My mom found out she was pregnant when she was 23 to my sister by her boyfriend. It was not until after that she found out the father was married. My mom went through pregnancy, and an emergency C-Section without any help, while her father was initiated into a Biker club. Where was DNA back then when my mom struggled so hard trying to raise two girls by herself? My sister's BF never acknowledged her until she was 11 years old. Then all the sudden he wanted something to do with her once in awhile, maybe 3-4 times her whole life.

SteppingUp's picture

I think this is a very common circumstance and totally depends on how the person has been raised and the norm in that person's life. For example, my friend dated a guy for 2 months, and they broke up around the time she discovered she was pregnant. She never thought twice about having her daughter have his last name, although I questioned it and thought that if I were in that situation, I would have it be my last name since I woudl be the custodial parent and we were not together whatsoever.
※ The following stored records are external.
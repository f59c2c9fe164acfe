use std::time::{Duration, Instant};

use crate::hash::AddressHash;
use crate::iface::IfaceId;
use crate::slots::SlotArray;

pub const PATH_TABLE_SLOTS: usize = 16;
pub const REVERSE_TABLE_SLOTS: usize = 8;
pub const TUNNEL_TABLE_SLOTS: usize = 16;

pub const REVERSE_ENTRY_TTL: Duration = Duration::from_secs(30);
pub const TUNNEL_TTL: Duration = Duration::from_secs(3600);

#[derive(Debug, Copy, Clone)]
pub struct PathEntry {
    pub destination: AddressHash,
    pub next_hop: AddressHash,
    pub iface: IfaceId,
    pub hops: u8,
    pub updated_at: Instant,
}

/// Next-hop routing state learned from announces. A fixed 16-slot array:
/// new destinations are rejected when every slot is taken, existing entries
/// refresh in place when the new path is no worse.
pub struct PathTable {
    entries: SlotArray<PathEntry, PATH_TABLE_SLOTS>,
}

impl PathTable {
    pub fn new() -> Self {
        Self { entries: SlotArray::new() }
    }

    pub fn len(&self) -> usize {
        self.entries.len()
    }

    pub fn is_empty(&self) -> bool {
        self.entries.is_empty()
    }

    pub fn get(&self, destination: &AddressHash) -> Option<&PathEntry> {
        self.entries
            .get(self.entries.find(|entry| entry.destination == *destination)?)
    }

    pub fn next_hop_iface(&self, destination: &AddressHash) -> Option<IfaceId> {
        self.get(destination).map(|entry| entry.iface)
    }

    /// Learns or refreshes a path. Returns false when the table is full or
    /// the offered path is worse than the stored one.
    pub fn learn(
        &mut self,
        destination: AddressHash,
        next_hop: AddressHash,
        iface: IfaceId,
        hops: u8,
        now: Instant,
    ) -> bool {
        if let Some(index) = self.entries.find(|entry| entry.destination == destination) {
            let Some(entry) = self.entries.get_mut(index) else { return false };
            if hops > entry.hops {
                return false;
            }
            entry.next_hop = next_hop;
            entry.iface = iface;
            entry.hops = hops;
            entry.updated_at = now;
            return true;
        }

        match self.entries.allocate(PathEntry { destination, next_hop, iface, hops, updated_at: now })
        {
            Some(_) => {
                log::info!(
                    "path: {} reachable over {} hops via {} on {}",
                    destination,
                    hops,
                    next_hop,
                    iface
                );
                true
            }
            None => {
                log::warn!("path: table full, dropping route to {}", destination);
                false
            }
        }
    }

    pub fn drop_via_iface(&mut self, iface: IfaceId) {
        self.entries.retain(|entry| entry.iface != iface);
    }

    pub fn remove(&mut self, destination: &AddressHash) {
        self.entries.retain(|entry| entry.destination != *destination);
    }
}

impl Default for PathTable {
    fn default() -> Self {
        Self::new()
    }
}

#[derive(Debug, Copy, Clone)]
pub struct ReverseEntry {
    pub packet_hash: AddressHash,
    pub receiving_iface: IfaceId,
    pub outbound_iface: IfaceId,
    pub recorded_at: Instant,
}

/// Return routes for proofs: packet hash of a forwarded packet, mapped to
/// the interface it arrived on. Overflow rejects the entry; the proof will
/// simply not be routed back through this node.
pub struct ReverseTable {
    entries: SlotArray<ReverseEntry, REVERSE_TABLE_SLOTS>,
}

impl ReverseTable {
    pub fn new() -> Self {
        Self { entries: SlotArray::new() }
    }

    pub fn record(
        &mut self,
        packet_hash: AddressHash,
        receiving_iface: IfaceId,
        outbound_iface: IfaceId,
        now: Instant,
    ) -> bool {
        if self.entries.find(|entry| entry.packet_hash == packet_hash).is_some() {
            return true;
        }
        match self.entries.allocate(ReverseEntry {
            packet_hash,
            receiving_iface,
            outbound_iface,
            recorded_at: now,
        }) {
            Some(_) => true,
            None => {
                log::warn!("reverse: table full, dropping return route");
                false
            }
        }
    }

    /// Consumes the return route for a proof.
    pub fn take(&mut self, packet_hash: &AddressHash) -> Option<ReverseEntry> {
        let index = self.entries.find(|entry| entry.packet_hash == *packet_hash)?;
        self.entries.release(index)
    }

    pub fn expire(&mut self, now: Instant) {
        self.entries
            .retain(|entry| now.duration_since(entry.recorded_at) <= REVERSE_ENTRY_TTL);
    }

    pub fn len(&self) -> usize {
        self.entries.len()
    }
}

impl Default for ReverseTable {
    fn default() -> Self {
        Self::new()
    }
}

#[derive(Debug, Copy, Clone)]
pub struct TunnelEntry {
    pub tunnel_id: AddressHash,
    pub iface: IfaceId,
    pub established_at: Instant,
    pub last_heard: Instant,
}

/// Bindings to remote transport nodes that survive an interface flap: a
/// reconnecting interface re-adopts the paths of its tunnel.
pub struct TunnelTable {
    entries: SlotArray<TunnelEntry, TUNNEL_TABLE_SLOTS>,
}

impl TunnelTable {
    pub fn new() -> Self {
        Self { entries: SlotArray::new() }
    }

    pub fn bind(&mut self, tunnel_id: AddressHash, iface: IfaceId, now: Instant) -> bool {
        if let Some(index) = self.entries.find(|entry| entry.tunnel_id == tunnel_id) {
            if let Some(entry) = self.entries.get_mut(index) {
                entry.iface = iface;
                entry.last_heard = now;
            }
            return true;
        }
        match self.entries.allocate(TunnelEntry {
            tunnel_id,
            iface,
            established_at: now,
            last_heard: now,
        }) {
            Some(_) => true,
            None => {
                log::warn!("tunnel: table full, rejecting {}", tunnel_id);
                false
            }
        }
    }

    pub fn get(&self, tunnel_id: &AddressHash) -> Option<&TunnelEntry> {
        self.entries.get(self.entries.find(|entry| entry.tunnel_id == *tunnel_id)?)
    }

    pub fn expire(&mut self, now: Instant) {
        self.entries.retain(|entry| now.duration_since(entry.last_heard) <= TUNNEL_TTL);
    }

    pub fn len(&self) -> usize {
        self.entries.len()
    }
}

impl Default for TunnelTable {
    fn default() -> Self {
        Self::new()
    }
}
For another example of a different story: my fiance and BM were on the verge of break-up when she found out she was pregnant. They stayed togehter, talked about marriage, etc. They were trying to make it work. When their son was born, it was a huge fight because DF thought he should have his last name, and BM said no. She said that if they got married that they could change the name. This just spells out for me that she was totally not thinking their relationship would last very long (which it only lasted a few months longer).

I think it just depends on the people involved and their opinions on how to deal with it, and there's not really a right or wrong way to do it, whether you're "together" or not.